All smaller felids, including the domestic cat, caracal, serval, puma, ocelot, and even some large cats such as lions and cheetah purr. Since the 1970's no one has pursued research into the 3000 year old question, "Why do cats purr?" Perhaps it is because, one, we didn't have the knowledge we have now, and two, it was simply easier to assume that cats purr when they are content, which cannot be argued-they do purr when they are content. However they also purr when frightened, severly injured, giving birth and even while dying. Because of this, the contentment hypothesis clearly cannot be the only reason cats purr:.
(1) A vocalization is used to display a particular emotion or physiological state. This enables an individual in society or pack to be able to express themselves. As any cat owner knows well, there are different "meows" for different emotions. A cat owner knows the difference between their cat's "fearful hiss", "food meow", and "let me oooouuutttt!!!" This cannot be applied to the purr however. Cats purr even when they give birth and when severely injured in a barren cage at the veterinarian's. There are cases of cats purring when they are in grave physiological or psychological stress, as well as when they sit on your lap. Therefore, purring really cannot be considered a vocalization, as the purr is produced under differing emotions or physiological states. As an example, a cat hissing when he/she was happy and when he/she was scared, would confuse the rest of the cat's companions and probably would lead to him/her being ostracized.
(2) Natural selection insures that a particular trait be advantageous to an animal. Admittedly, there is some benefit obtained from purring to ones' self or to kittens, (a sort of kitty lullaby if you wish). Yet, there does not appear to be a strong 'survival' advantage to this behavior, unless, of course, you wish to constantly display submission. For the purr to exist in different cat species over time, geographical isolation etc. there would likely have to be something very important (survival mechanism) about the purr. There is also would have to be a very good reason for energy expenditure (in this case creation of the purr), when one is physically stressed or ill. The vibration of the cat's diaphragm, which with the larynx, creates the purr, requires energy. If an animal is injured they would not use this energy unless it was beneficial to their survival. When was the last time you heard someone singing, or humming to themselves (before pain drugs, and they weren't on any when they came in) when they were in the emergency room with a broken leg? The purr has to be somehow involved with survival.

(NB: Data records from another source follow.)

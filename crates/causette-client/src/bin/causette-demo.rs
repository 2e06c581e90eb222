//! # causette-demo
//!
//! Two in-memory identities exchanging messages end to end: sign-in,
//! conversation creation, realtime list and message streams, typing,
//! reactions, archiving, and sign-out.  Everything runs in-process against
//! the memory backends; the log output is the demo.

use std::sync::Arc;
use std::time::Duration;

use tracing::info;

use causette_client::{
    Backends, ChatClient, ClientConfig, DetailState, LogSink, MemoryIdentity, MessageState,
    NoWindows, Session,
};
use causette_net::{MemoryPresence, MemoryPushGateway, MemoryRelay};
use causette_shared::constants::APP_NAME;
use causette_shared::{UserId, UserSummary};
use causette_store::{ConversationStore, MemoryStore};

fn user(name: &str) -> UserSummary {
    UserSummary {
        id: UserId::new(),
        display_name: name.to_string(),
        email: format!("{}@example.com", name.to_lowercase()),
        photo_url: None,
    }
}

async fn wait_for_session(client: &ChatClient) -> Arc<Session> {
    loop {
        if let Some(session) = client.session().await {
            return session;
        }
        tokio::time::sleep(Duration::from_millis(10)).await;
    }
}

#[tokio::main]
async fn main() -> anyhow::Result<()> {
    causette_client::init_tracing();
    info!("Starting {} demo v{}", APP_NAME, env!("CARGO_PKG_VERSION"));

    // -----------------------------------------------------------------------
    // 1. Shared backends play the hosted services; one client per identity
    // -----------------------------------------------------------------------
    let store = Arc::new(MemoryStore::new());
    let relay = Arc::new(MemoryRelay::new());
    let presence = Arc::new(MemoryPresence::new());
    let push = Arc::new(MemoryPushGateway::new());

    let ada = user("Ada");
    let grace = user("Grace");

    let ada_identity = Arc::new(MemoryIdentity::new());
    let grace_identity = Arc::new(MemoryIdentity::new());

    let backends_for = |identity: Arc<MemoryIdentity>| Backends {
        store: store.clone(),
        relay: relay.clone(),
        presence: presence.clone(),
        push: push.clone(),
        identity,
        notifier: Arc::new(LogSink),
        windows: Arc::new(NoWindows),
    };

    let ada_client = ChatClient::start(backends_for(ada_identity.clone()), ClientConfig::from_env());
    let grace_client =
        ChatClient::start(backends_for(grace_identity.clone()), ClientConfig::from_env());

    // -----------------------------------------------------------------------
    // 2. Sign both identities in
    // -----------------------------------------------------------------------
    ada_identity.sign_in(ada.clone());
    grace_identity.sign_in(grace.clone());
    let ada_session = wait_for_session(&ada_client).await;
    let grace_session = wait_for_session(&grace_client).await;

    // -----------------------------------------------------------------------
    // 3. Ada starts the conversation and sends the first message
    // -----------------------------------------------------------------------
    let conversation = ada_session
        .composer()
        .create_or_reuse_conversation(&[grace.id], None)
        .await?;
    info!(conversation = %conversation.id, "Conversation ready");

    ada_session
        .typing()
        .notify_typing(conversation.id, true)
        .await;
    ada_session
        .composer()
        .send_message(conversation.id, "Hello Grace!", None)
        .await?;
    ada_session
        .typing()
        .notify_typing(conversation.id, false)
        .await;

    // -----------------------------------------------------------------------
    // 4. Grace's list stream picks the conversation up
    // -----------------------------------------------------------------------
    let mut grace_list = grace_session.synchronizer().conversation_list();
    while let Some(list) = grace_list.recv().await {
        if let Some(summary) = list.conversations.first() {
            if summary.unread_count > 0 {
                info!(
                    conversation = %summary.id,
                    unread = summary.unread_count,
                    preview = %summary.last_message.as_ref().map(|m| m.text.as_str()).unwrap_or(""),
                    "Grace sees the new conversation"
                );
                break;
            }
        }
    }

    // -----------------------------------------------------------------------
    // 5. Grace opens it: unread clears, receipts land, then she replies
    // -----------------------------------------------------------------------
    let mut opened = grace_session.open_conversation(conversation.id);
    if let Some(DetailState::Ready(view)) = opened.detail.recv().await {
        info!(
            archived = view.archived,
            unread = view.unread_count,
            "Grace opened the conversation"
        );
    }
    if let Some(MessageState::Ready(messages)) = opened.messages.recv().await {
        info!(count = messages.len(), "Grace sees the message history");
    }

    let reply = grace_session
        .composer()
        .send_message(conversation.id, "Hi Ada!", None)
        .await?;

    grace_session
        .composer()
        .add_reaction(conversation.id, reply, "🎉")
        .await?;

    // -----------------------------------------------------------------------
    // 6. Archive round-trip: a new message resurfaces the thread
    // -----------------------------------------------------------------------
    let archived = ada_session.composer().toggle_archive(conversation.id).await?;
    info!(archived, "Ada archived the conversation");
    ada_session
        .composer()
        .send_message(conversation.id, "One more thing...", None)
        .await?;
    let after = store
        .get_conversation(conversation.id)
        .await?
        .map(|conv| conv.archived_by.is_empty())
        .unwrap_or(false);
    info!(unarchived_for_everyone = after, "Sending resurfaced the thread");

    // Let the streams and notification loops drain before teardown.
    tokio::time::sleep(Duration::from_millis(200)).await;

    // -----------------------------------------------------------------------
    // 7. Sign out and shut down
    // -----------------------------------------------------------------------
    grace_session.close_conversation();
    ada_identity.sign_out();
    grace_identity.sign_out();
    tokio::time::sleep(Duration::from_millis(100)).await;
    ada_client.shutdown().await;
    grace_client.shutdown().await;

    info!("Demo complete");
    Ok(())
}
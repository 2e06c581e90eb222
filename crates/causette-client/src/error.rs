use thiserror::Error;

use causette_net::NetError;
use causette_shared::{ConversationId, MessageId};
use causette_store::StoreError;

/// Errors surfaced to callers of the engine.
#[derive(Error, Debug)]
pub enum EngineError {
    /// Message text was empty after trimming.
    #[error("Message text is empty")]
    EmptyMessage,

    /// A required parameter was missing or malformed.
    #[error("Invalid parameter: {0}")]
    InvalidParameter(&'static str),

    #[error("Conversation {0} not found")]
    ConversationNotFound(ConversationId),

    #[error("Message {0} not found")]
    MessageNotFound(MessageId),

    /// The group's settings forbid this operation for the current user.
    #[error("Operation not permitted by group settings")]
    NotPermitted,

    #[error("Store error: {0}")]
    Store(#[from] StoreError),

    #[error("Network error: {0}")]
    Net(#[from] NetError),
}

/// Convenience alias used throughout the crate.
pub type Result<T> = std::result::Result<T, EngineError>;
// Realtime collaborators: presence store, notification relay, push gateway.

pub mod presence;
pub mod push;
pub mod relay;

mod error;

pub use error::{NetError, Result};
pub use presence::{MemoryPresence, PresenceSession, PresenceStore};
pub use push::{MemoryPushGateway, Platform, PushGateway, PushMessage, PushToken};
pub use relay::{MemoryRelay, Relay};
//! Domain documents synchronized through the conversation store.
//!
//! Every struct derives `Serialize` and `Deserialize` so snapshots can be
//! handed directly to a UI layer.  Map and set fields use the `BTree`
//! collections so serialized documents and test assertions are deterministic.

use std::collections::{BTreeMap, BTreeSet};
use std::time::Duration;

use chrono::{DateTime, Utc};
use serde::{Deserialize, Serialize};

use crate::types::{ConversationId, MessageId, UserId};

// ---------------------------------------------------------------------------
// User
// ---------------------------------------------------------------------------

/// A known user profile as stored in the user directory.
#[derive(Debug, Clone, Serialize, Deserialize, PartialEq, Eq)]
pub struct UserProfile {
    pub id: UserId,
    /// Human-readable display name shown next to messages.
    pub display_name: String,
    pub email: String,
    /// Optional avatar URL.
    pub photo_url: Option<String>,
    /// Mirrored from the presence store so the directory can be listed
    /// without a presence lookup per user.
    pub online: bool,
    pub last_seen: Option<DateTime<Utc>>,
}

impl UserProfile {
    /// The wire-facing slice of this profile.
    pub fn summary(&self) -> UserSummary {
        UserSummary {
            id: self.id,
            display_name: self.display_name.clone(),
            email: self.email.clone(),
            photo_url: self.photo_url.clone(),
        }
    }

    /// Cacheable participant slice of this profile.
    pub fn participant_summary(&self) -> ParticipantSummary {
        ParticipantSummary {
            display_name: self.display_name.clone(),
            email: self.email.clone(),
            photo_url: self.photo_url.clone(),
            online: self.online,
            last_seen: self.last_seen,
        }
    }
}

/// The identity slice that travels over the relay and into sessions.
#[derive(Debug, Clone, Serialize, Deserialize, PartialEq, Eq)]
pub struct UserSummary {
    pub id: UserId,
    pub display_name: String,
    pub email: String,
    pub photo_url: Option<String>,
}

impl UserSummary {
    /// Cacheable participant slice with the given presence state.
    pub fn participant_summary(
        &self,
        online: bool,
        last_seen: Option<DateTime<Utc>>,
    ) -> ParticipantSummary {
        ParticipantSummary {
            display_name: self.display_name.clone(),
            email: self.email.clone(),
            photo_url: self.photo_url.clone(),
            online,
            last_seen,
        }
    }
}

/// Per-conversation cached copy of a participant's profile.
///
/// Kept inside the conversation document so list rendering needs no join;
/// refreshed by the presence tracker when the participant connects.
#[derive(Debug, Clone, Serialize, Deserialize, PartialEq, Eq)]
pub struct ParticipantSummary {
    pub display_name: String,
    pub email: String,
    pub photo_url: Option<String>,
    pub online: bool,
    pub last_seen: Option<DateTime<Utc>>,
}

// ---------------------------------------------------------------------------
// Conversation
// ---------------------------------------------------------------------------

/// Denormalized copy of the newest message, kept on the conversation so the
/// list view never has to read the message collection.
#[derive(Debug, Clone, Serialize, Deserialize, PartialEq, Eq)]
pub struct LastMessage {
    pub text: String,
    pub sender: UserId,
    pub timestamp: DateTime<Utc>,
}

/// Group permissions. Absent on 1:1 conversations.
#[derive(Debug, Clone, Serialize, Deserialize, PartialEq, Eq)]
pub struct GroupSettings {
    pub can_add_members: bool,
    pub can_change_group_name: bool,
    pub can_leave_group: bool,
}

impl Default for GroupSettings {
    fn default() -> Self {
        Self {
            can_add_members: true,
            can_change_group_name: true,
            can_leave_group: true,
        }
    }
}

/// A 1:1 or group conversation document.
#[derive(Debug, Clone, Serialize, Deserialize, PartialEq, Eq)]
pub struct Conversation {
    pub id: ConversationId,
    /// Non-empty, unique. Exactly two entries for a 1:1 conversation.
    pub participants: Vec<UserId>,
    /// Cached profile slices, keyed by participant. May lag behind
    /// `participants`: a missing entry means the profile is not known yet.
    pub participant_details: BTreeMap<UserId, ParticipantSummary>,
    pub is_group: bool,
    pub group_name: Option<String>,
    pub last_message: Option<LastMessage>,
    /// Sort key for the conversation list, newest first.
    pub last_message_time: DateTime<Utc>,
    /// Per-participant unread counters. Keys are a subset of `participants`.
    pub unread: BTreeMap<UserId, u32>,
    /// Users who archived this conversation. Cleared for everyone when a new
    /// message arrives.
    pub archived_by: BTreeSet<UserId>,
    /// Users who soft-deleted this conversation; it stays hidden for them
    /// until it is restored.
    pub deleted_by: BTreeSet<UserId>,
    /// Last-keystroke stamp per participant, `None` after an explicit clear.
    pub typing: BTreeMap<UserId, Option<DateTime<Utc>>>,
    pub group_settings: Option<GroupSettings>,
    pub created_at: DateTime<Utc>,
}

impl Conversation {
    /// A conversation is visible to a user iff they participate and have not
    /// soft-deleted it.
    pub fn visible_to(&self, user: UserId) -> bool {
        self.participants.contains(&user) && !self.deleted_by.contains(&user)
    }

    pub fn archived_for(&self, user: UserId) -> bool {
        self.archived_by.contains(&user)
    }

    /// The other participant of a 1:1 conversation.
    pub fn counterpart_of(&self, user: UserId) -> Option<UserId> {
        if self.participants.len() != 2 {
            return None;
        }
        self.participants.iter().copied().find(|p| *p != user)
    }

    pub fn unread_for(&self, user: UserId) -> u32 {
        self.unread.get(&user).copied().unwrap_or(0)
    }

    /// Whether anyone other than `viewer` typed within the freshness window.
    ///
    /// Pure over the snapshot: a stamp older than the window counts as "not
    /// typing" even if no explicit clear was ever written.
    pub fn typing_active(&self, viewer: UserId, now: DateTime<Utc>, window: Duration) -> bool {
        let limit = window.as_millis() as i64;
        self.typing.iter().any(|(user, stamp)| {
            *user != viewer
                && stamp
                    .map(|ts| now.signed_duration_since(ts).num_milliseconds() < limit)
                    .unwrap_or(false)
        })
    }
}

// ---------------------------------------------------------------------------
// Message
// ---------------------------------------------------------------------------

/// Sender slice embedded in each message so rendering needs no profile join.
#[derive(Debug, Clone, Serialize, Deserialize, PartialEq, Eq)]
pub struct Sender {
    pub id: UserId,
    pub display_name: String,
}

#[derive(Debug, Clone, Copy, Serialize, Deserialize, PartialEq, Eq)]
#[serde(rename_all = "lowercase")]
pub enum MessageStatus {
    Sent,
    Read,
}

/// Audit record attached to a soft-deleted message.
#[derive(Debug, Clone, Serialize, Deserialize, PartialEq, Eq)]
pub struct DeletionInfo {
    pub deleted_at: DateTime<Utc>,
    pub deleted_by: UserId,
    /// Text as it was before the placeholder replaced it.
    pub original_content: String,
}

/// A single chat message. Messages are never hard-deleted: a delete replaces
/// the text with a placeholder and records [`DeletionInfo`].
#[derive(Debug, Clone, Serialize, Deserialize, PartialEq, Eq)]
pub struct Message {
    pub id: MessageId,
    pub text: String,
    pub sender: Sender,
    /// Assigned by the store when the insert commits.
    pub timestamp: DateTime<Utc>,
    pub reply_to: Option<MessageId>,
    /// emoji -> identities who reacted with it. Sets never hold duplicates;
    /// an emoji key disappears when its set empties.
    pub reactions: BTreeMap<String, BTreeSet<UserId>>,
    pub read_by: BTreeMap<UserId, DateTime<Utc>>,
    pub status: MessageStatus,
    pub deleted: bool,
    pub deletion_info: Option<DeletionInfo>,
}

impl Message {
    pub fn read_by_user(&self, user: UserId) -> bool {
        self.read_by.contains_key(&user)
    }

    pub fn reacted_with(&self, user: UserId, emoji: &str) -> bool {
        self.reactions
            .get(emoji)
            .map(|users| users.contains(&user))
            .unwrap_or(false)
    }
}

// ---------------------------------------------------------------------------
// Presence
// ---------------------------------------------------------------------------

/// Presence record kept by the realtime presence store, keyed by user.
#[derive(Debug, Clone, Serialize, Deserialize, PartialEq, Eq)]
pub struct PresenceRecord {
    pub online: bool,
    pub last_seen: Option<DateTime<Utc>>,
}

impl PresenceRecord {
    pub fn online(now: DateTime<Utc>) -> Self {
        Self {
            online: true,
            last_seen: Some(now),
        }
    }

    pub fn offline(now: DateTime<Utc>) -> Self {
        Self {
            online: false,
            last_seen: Some(now),
        }
    }
}

impl Default for PresenceRecord {
    fn default() -> Self {
        Self {
            online: false,
            last_seen: None,
        }
    }
}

Old wives' tales usually have a grain of truth behind them, and most people have heard of a cat's "nine lives." There is also an old veterinary adage still repeated in veterinary schools which states, "If you put a cat and a bunch of broken bones in the same room, the bones will heal." Any veterinary orthopedic surgeon will tell you how relatively easy it is to mend broken cat bones compared with dog bones which take much more effort to fix, and take longer to heal. There is excellent documentation of the cats' quick recovery from such things as high-rise syndrome. First mentioned by Dr. Gordon Robinson in 1976, high-rise syndrome was later studied by Whitney, W., and Mehlhaff, C., (1987) the Journal of the American Veterinary Medical Association. They documented 132 cases of cats plummeting many stories from high rise apartments, (average 5.5 stories) some suffering severe injuries. Interestingly, 90% of these cats survived. The record for survival from heights is 45 stories, however most cats suffer from falls of 7 stories or more and manage to live.